(Collected data entries)
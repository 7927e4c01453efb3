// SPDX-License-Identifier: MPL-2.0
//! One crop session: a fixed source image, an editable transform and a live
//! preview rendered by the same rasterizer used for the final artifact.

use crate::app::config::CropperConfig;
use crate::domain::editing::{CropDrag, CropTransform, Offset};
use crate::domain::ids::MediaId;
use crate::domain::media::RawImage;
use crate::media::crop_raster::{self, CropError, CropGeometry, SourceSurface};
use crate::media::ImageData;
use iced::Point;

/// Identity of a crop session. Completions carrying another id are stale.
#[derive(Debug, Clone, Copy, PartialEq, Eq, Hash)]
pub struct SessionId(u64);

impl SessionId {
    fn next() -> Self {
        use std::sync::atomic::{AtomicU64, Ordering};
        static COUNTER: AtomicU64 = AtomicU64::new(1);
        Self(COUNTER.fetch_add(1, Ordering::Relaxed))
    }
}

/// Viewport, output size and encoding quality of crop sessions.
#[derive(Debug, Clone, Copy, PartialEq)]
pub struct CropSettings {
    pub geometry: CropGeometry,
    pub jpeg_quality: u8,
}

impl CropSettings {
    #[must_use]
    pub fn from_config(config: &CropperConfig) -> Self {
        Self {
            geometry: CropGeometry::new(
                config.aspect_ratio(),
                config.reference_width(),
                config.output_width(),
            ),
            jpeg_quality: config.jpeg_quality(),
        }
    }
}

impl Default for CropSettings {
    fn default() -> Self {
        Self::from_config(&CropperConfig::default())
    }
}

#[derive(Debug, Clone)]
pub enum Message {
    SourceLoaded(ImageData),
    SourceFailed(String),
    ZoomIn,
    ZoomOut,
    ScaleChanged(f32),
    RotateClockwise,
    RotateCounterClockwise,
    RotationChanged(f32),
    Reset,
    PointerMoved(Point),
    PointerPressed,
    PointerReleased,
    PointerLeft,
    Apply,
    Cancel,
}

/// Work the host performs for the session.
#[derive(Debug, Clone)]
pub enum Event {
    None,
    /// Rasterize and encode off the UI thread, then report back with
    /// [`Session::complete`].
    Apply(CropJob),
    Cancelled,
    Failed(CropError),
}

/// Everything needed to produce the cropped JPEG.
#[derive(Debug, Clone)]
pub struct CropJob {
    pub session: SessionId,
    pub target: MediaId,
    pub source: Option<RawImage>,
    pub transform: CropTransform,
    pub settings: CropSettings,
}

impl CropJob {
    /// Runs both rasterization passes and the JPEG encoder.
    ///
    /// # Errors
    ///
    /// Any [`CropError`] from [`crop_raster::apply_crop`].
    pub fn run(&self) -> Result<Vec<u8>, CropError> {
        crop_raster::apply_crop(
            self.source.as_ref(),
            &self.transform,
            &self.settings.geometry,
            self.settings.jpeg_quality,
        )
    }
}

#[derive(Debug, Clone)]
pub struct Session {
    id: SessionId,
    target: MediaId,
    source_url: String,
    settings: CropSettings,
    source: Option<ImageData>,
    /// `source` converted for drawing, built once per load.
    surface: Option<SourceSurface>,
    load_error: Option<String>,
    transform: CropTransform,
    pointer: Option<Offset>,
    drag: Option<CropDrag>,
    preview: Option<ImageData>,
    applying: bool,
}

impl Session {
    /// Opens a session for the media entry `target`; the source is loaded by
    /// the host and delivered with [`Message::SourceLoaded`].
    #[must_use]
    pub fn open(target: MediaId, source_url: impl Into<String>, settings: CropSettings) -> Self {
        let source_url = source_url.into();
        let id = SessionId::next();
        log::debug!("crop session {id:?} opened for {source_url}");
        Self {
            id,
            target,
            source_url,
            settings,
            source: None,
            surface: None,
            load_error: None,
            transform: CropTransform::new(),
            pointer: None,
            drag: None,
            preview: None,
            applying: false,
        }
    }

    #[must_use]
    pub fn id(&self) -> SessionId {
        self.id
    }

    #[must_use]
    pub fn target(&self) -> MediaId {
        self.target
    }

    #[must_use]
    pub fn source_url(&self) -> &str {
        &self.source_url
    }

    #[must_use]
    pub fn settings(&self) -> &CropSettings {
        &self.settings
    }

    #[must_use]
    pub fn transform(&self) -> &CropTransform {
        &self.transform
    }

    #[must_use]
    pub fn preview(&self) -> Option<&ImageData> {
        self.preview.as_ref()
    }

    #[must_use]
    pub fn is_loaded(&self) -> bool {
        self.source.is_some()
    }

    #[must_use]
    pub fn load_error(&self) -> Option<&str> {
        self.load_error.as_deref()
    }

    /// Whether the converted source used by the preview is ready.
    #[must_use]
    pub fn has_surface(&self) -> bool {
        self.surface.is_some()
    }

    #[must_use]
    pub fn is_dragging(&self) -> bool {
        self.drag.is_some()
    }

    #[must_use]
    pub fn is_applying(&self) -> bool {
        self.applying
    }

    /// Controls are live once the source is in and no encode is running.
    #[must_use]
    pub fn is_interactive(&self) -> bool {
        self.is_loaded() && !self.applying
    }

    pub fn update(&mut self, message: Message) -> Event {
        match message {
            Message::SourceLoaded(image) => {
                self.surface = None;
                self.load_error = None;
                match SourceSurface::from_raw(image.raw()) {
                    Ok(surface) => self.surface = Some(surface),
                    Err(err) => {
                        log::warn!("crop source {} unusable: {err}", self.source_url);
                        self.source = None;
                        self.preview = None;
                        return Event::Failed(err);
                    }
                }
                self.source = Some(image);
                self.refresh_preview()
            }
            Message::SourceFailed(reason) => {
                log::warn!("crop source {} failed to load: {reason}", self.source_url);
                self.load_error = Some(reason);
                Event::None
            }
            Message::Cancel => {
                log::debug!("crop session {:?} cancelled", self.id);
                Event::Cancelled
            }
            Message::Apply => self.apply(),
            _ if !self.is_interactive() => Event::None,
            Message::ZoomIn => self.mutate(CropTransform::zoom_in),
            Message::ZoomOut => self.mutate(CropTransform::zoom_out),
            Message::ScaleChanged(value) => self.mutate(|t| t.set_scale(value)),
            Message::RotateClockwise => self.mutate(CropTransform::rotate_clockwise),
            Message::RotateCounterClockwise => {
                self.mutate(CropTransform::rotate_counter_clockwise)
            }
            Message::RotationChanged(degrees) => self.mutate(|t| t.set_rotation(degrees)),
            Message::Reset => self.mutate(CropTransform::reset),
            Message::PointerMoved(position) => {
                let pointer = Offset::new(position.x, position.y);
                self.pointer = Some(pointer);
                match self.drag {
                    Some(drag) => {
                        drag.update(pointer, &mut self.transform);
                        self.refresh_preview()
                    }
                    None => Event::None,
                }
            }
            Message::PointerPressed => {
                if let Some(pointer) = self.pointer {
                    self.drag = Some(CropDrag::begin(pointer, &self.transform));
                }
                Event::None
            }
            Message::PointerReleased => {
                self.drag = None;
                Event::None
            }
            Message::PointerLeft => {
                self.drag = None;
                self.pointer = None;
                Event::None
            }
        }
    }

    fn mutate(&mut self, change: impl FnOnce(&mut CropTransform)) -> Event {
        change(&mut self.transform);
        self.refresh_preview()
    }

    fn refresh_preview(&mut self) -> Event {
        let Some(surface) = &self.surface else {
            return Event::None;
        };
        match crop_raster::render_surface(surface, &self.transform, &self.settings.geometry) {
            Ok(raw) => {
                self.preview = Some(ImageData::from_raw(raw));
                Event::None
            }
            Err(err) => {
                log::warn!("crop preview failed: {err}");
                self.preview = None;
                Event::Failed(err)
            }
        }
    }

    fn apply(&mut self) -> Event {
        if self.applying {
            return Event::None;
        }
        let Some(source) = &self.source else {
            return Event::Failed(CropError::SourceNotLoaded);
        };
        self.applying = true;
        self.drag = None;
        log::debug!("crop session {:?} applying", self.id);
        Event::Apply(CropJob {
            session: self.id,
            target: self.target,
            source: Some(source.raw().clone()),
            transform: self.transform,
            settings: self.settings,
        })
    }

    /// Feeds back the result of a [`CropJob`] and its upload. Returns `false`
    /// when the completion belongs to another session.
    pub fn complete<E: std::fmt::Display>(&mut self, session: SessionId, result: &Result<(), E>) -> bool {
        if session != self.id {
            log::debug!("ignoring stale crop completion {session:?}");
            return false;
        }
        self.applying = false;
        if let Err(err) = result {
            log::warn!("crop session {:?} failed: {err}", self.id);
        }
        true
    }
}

— WHAT THE TASK REQUIRES —
Show me all lines in the records that contain "Reset".

— OUTPUT FOR THIS EXERCISE —
    Reset,
            Message::Reset => self.mutate(CropTransform::reset),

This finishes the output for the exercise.